An original voice: Scalia’s many contributions to the law

Opinion by Alex Twinem
March 7, 2016, 11:59 p.m.

Since the passing of Justice Antonin Scalia on Feb. 13, much has been written about the Justice and his effect – both in life and in death – on the Supreme Court. This has included poignant tributes from colleagues, former law clerks and lawyers; recollections of Justice Scalia’s most memorable quotes; predictions about what will happen in this Supreme Court term’s biggest cases now that a 4-4 tie is possible (an issue we had previously discussed in the context of recusal); and fiery debates about the late Justice’s legacy.  

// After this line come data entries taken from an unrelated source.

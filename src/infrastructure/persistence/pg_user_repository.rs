//! PostgreSQL implementation of user lookups and provisioning.

use async_trait::async_trait;
use sqlx::PgPool;
use std::sync::Arc;

use crate::domain::entities::User;
use crate::domain::repositories::UserRepository;
use crate::error::AppError;

#[derive(sqlx::FromRow)]
struct UserRow {
    id: i64,
    email: String,
    username: String,
    first_name: String,
    last_name: String,
}

impl From<UserRow> for User {
    fn from(row: UserRow) -> Self {
        User {
            id: row.id,
            email: row.email,
            username: row.username,
            first_name: row.first_name,
            last_name: row.last_name,
        }
    }
}

pub struct PgUserRepository {
    pool: Arc<PgPool>,
}

impl PgUserRepository {
    pub fn new(pool: Arc<PgPool>) -> Self {
        Self { pool }
    }
}

#[async_trait]
impl UserRepository for PgUserRepository {
    async fn find_by_id(&self, user_id: i64) -> Result<Option<User>, AppError> {
        let row = sqlx::query_as::<_, UserRow>(
            "SELECT id, email, username, first_name, last_name FROM users WHERE id = $1",
        )
        .bind(user_id)
        .fetch_optional(self.pool.as_ref())
        .await?;

        Ok(row.map(User::from))
    }

    async fn find_by_email(&self, email: &str) -> Result<Option<User>, AppError> {
        let row = sqlx::query_as::<_, UserRow>(
            "SELECT id, email, username, first_name, last_name FROM users WHERE email = $1",
        )
        .bind(email)
        .fetch_optional(self.pool.as_ref())
        .await?;

        Ok(row.map(User::from))
    }

    async fn create(
        &self,
        email: &str,
        username: &str,
        first_name: &str,
        last_name: &str,
    ) -> Result<User, AppError> {
        let row = sqlx::query_as::<_, UserRow>(
            r#"
            INSERT INTO users (email, username, first_name, last_name)
            VALUES ($1, $2, $3, $4)
            RETURNING id, email, username, first_name, last_name
            "#,
        )
        .bind(email)
        .bind(username)
        .bind(first_name)
        .bind(last_name)
        .fetch_one(self.pool.as_ref())
        .await?;

        Ok(row.into())
    }
}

In this week’s column, we too wanted to reflect on Justice Scalia’s profound influence. From our perspective as law students, Justice Scalia is a fixture of our legal educations. Any law student can expect to encounter Scalia opinions in his or her class readings several nights a week; in fact, Justice Scalia wrote his dissents with us students in mind.  Whether you ultimately agreed with his opinions or not, his skill as a writer was undeniable, and his sharp analysis (often combined with his legendary wit) forced students of all stripes to carefully reevaluate their assumptions and conclusions about the law. When we sat down to think about Justice Scalia’s legacy on the Court, we quickly realized that he had authored watershed opinions in nearly every major area of law in which we’d taken classes. And so, as our column’s version of an “in memoriam,” we present a selection of some of Justice Scalia’s most influential opinions across the entire spectrum of the law school curriculum:

Structural Constitutional Law: Morrison v. Olson (1988) (Dissent)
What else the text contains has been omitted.